(Records shown)
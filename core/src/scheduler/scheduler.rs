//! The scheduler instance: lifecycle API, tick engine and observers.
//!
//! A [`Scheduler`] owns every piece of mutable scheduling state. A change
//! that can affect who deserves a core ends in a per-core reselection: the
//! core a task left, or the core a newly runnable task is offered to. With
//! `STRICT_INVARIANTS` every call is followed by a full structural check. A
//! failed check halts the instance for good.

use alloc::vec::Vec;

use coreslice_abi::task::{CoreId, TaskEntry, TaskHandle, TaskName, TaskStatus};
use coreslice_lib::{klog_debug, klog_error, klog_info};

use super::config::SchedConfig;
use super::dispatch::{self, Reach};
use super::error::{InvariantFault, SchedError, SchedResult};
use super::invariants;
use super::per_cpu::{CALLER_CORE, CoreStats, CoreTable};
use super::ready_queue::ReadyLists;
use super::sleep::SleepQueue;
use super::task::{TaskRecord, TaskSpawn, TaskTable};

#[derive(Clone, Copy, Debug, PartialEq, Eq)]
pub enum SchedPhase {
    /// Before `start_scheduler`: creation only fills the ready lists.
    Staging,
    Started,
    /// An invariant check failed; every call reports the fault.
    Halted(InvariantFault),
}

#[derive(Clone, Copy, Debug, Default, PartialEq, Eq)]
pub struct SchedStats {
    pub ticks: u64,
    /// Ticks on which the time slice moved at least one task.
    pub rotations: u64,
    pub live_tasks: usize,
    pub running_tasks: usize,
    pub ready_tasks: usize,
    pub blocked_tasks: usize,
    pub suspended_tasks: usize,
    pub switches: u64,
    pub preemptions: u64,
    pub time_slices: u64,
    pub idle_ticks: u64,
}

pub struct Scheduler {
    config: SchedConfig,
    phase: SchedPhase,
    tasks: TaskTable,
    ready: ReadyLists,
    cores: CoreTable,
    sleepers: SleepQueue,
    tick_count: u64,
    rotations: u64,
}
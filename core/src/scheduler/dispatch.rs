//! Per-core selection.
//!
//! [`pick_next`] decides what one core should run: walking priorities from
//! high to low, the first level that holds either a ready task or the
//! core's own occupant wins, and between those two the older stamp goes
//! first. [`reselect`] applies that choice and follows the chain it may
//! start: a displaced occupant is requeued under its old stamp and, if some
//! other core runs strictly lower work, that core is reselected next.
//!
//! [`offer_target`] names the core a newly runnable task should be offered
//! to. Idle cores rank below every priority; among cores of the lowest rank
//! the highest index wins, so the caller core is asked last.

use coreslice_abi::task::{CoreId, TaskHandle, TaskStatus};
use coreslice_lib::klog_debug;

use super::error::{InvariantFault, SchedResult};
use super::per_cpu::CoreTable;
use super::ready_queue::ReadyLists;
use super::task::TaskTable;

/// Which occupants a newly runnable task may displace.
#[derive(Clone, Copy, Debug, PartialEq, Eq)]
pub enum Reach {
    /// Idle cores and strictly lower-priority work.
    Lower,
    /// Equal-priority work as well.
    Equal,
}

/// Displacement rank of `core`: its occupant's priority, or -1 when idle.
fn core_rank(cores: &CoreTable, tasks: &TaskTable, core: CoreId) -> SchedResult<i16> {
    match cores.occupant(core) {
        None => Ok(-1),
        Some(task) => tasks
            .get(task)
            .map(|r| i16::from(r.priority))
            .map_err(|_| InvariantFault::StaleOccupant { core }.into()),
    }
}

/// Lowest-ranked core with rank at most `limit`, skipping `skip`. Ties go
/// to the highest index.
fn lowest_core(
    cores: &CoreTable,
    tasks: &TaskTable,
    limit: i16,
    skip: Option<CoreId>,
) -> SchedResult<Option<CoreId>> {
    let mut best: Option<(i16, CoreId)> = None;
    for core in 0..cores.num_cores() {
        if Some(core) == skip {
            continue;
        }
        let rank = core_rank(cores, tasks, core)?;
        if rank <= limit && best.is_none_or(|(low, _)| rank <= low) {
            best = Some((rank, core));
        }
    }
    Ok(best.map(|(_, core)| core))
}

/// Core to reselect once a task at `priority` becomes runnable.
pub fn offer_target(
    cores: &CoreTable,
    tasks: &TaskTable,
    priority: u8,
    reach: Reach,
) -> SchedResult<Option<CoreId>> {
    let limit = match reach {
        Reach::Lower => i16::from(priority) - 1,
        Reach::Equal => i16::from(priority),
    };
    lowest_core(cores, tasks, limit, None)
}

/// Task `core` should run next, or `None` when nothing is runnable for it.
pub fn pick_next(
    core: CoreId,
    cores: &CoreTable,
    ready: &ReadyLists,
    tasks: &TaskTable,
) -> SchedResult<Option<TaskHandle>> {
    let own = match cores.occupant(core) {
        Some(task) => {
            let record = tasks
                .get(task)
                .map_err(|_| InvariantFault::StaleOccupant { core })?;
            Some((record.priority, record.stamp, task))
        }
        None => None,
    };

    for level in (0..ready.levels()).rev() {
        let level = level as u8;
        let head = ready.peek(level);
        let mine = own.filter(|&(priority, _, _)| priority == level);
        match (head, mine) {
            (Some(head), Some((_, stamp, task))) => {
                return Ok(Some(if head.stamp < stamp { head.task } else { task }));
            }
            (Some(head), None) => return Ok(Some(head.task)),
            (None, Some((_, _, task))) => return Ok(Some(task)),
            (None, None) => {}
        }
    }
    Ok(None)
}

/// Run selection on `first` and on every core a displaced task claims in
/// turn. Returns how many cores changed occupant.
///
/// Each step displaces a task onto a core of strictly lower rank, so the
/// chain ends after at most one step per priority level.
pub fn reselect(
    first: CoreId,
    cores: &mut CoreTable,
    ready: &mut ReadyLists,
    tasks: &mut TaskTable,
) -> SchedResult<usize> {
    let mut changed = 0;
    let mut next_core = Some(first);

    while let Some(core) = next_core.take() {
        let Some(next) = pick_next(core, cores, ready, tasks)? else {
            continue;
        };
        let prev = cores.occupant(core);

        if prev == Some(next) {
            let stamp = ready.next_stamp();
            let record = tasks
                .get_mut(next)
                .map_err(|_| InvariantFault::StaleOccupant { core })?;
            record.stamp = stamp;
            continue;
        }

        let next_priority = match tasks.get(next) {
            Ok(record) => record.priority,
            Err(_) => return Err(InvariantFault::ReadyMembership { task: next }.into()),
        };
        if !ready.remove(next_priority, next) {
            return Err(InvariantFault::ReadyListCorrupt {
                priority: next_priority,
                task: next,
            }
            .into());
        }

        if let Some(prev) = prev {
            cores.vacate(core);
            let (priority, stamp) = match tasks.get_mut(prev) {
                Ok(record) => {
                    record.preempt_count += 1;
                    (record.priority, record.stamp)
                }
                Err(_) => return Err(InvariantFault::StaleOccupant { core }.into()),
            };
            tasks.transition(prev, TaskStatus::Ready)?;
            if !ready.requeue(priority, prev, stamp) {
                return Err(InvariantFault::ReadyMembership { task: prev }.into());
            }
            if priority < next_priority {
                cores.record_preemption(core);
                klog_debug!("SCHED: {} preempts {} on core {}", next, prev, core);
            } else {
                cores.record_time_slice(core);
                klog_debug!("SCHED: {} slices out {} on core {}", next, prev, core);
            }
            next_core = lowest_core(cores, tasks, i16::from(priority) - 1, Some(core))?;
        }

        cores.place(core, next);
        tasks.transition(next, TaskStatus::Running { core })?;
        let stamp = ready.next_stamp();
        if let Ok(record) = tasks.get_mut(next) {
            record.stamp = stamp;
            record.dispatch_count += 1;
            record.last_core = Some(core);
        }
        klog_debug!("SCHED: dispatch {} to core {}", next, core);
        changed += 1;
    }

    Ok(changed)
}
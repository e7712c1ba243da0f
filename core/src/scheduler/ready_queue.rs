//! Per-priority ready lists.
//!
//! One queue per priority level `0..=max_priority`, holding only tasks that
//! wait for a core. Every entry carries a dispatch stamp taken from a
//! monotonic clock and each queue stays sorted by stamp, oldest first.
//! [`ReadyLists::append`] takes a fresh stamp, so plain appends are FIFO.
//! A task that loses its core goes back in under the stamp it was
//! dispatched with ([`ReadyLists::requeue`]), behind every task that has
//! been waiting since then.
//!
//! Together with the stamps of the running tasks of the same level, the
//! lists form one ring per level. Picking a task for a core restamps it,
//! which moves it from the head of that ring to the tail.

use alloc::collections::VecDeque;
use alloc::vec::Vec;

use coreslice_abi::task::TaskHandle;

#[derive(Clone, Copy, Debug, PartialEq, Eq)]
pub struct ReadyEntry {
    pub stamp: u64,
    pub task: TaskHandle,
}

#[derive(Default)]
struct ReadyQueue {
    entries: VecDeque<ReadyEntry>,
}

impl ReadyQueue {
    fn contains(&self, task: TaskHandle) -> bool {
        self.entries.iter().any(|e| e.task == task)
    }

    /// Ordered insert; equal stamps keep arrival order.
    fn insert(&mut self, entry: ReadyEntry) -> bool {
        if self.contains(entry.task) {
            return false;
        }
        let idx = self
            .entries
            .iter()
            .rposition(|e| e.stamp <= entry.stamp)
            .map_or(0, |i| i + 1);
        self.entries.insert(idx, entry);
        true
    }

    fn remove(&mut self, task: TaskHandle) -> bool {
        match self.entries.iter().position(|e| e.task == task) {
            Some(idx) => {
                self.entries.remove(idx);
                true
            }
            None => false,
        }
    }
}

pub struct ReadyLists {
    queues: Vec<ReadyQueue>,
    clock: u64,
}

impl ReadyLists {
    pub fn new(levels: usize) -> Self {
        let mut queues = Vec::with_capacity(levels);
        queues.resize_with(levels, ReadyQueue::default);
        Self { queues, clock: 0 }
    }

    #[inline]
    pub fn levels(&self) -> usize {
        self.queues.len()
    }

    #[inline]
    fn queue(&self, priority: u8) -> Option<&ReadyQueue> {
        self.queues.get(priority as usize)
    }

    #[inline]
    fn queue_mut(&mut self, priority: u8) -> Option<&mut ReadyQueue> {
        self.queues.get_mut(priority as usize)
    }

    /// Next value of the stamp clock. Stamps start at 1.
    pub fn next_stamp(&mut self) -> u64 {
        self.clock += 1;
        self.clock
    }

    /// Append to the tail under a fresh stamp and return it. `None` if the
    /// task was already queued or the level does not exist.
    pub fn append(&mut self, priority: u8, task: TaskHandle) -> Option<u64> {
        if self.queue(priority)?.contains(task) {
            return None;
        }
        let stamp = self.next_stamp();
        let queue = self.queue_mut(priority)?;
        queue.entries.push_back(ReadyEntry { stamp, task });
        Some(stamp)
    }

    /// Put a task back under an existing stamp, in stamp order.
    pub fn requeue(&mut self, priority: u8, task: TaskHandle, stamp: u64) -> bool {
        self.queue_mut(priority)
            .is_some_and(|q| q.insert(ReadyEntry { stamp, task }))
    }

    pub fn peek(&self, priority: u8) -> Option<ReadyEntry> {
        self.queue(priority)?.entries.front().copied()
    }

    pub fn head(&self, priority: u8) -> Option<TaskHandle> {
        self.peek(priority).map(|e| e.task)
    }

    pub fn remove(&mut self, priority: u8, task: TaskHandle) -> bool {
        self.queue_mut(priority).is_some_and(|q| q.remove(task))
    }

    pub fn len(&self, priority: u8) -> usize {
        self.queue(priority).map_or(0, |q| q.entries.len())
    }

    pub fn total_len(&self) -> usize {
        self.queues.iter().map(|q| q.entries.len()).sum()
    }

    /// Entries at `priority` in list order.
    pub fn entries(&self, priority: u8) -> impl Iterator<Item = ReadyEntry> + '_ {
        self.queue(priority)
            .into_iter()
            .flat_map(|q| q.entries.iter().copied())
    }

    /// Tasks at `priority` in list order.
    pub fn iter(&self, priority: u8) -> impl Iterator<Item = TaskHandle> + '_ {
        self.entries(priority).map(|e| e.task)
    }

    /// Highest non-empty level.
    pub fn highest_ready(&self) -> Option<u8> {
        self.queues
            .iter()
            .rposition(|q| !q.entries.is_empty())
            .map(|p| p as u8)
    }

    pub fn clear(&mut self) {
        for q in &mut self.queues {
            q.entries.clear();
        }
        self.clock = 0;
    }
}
(End Records shown)
Lines to set down from above: the line with "cores.vacate(core);", the line with "tasks.transition(prev, TaskStatus::Ready)?;", and every line between, each exactly as written.

            cores.vacate(core);
            let (priority, stamp) = match tasks.get_mut(prev) {
                Ok(record) => {
                    record.preempt_count += 1;
                    (record.priority, record.stamp)
                }
                Err(_) => return Err(InvariantFault::StaleOccupant { core }.into()),
            };
            tasks.transition(prev, TaskStatus::Ready)?;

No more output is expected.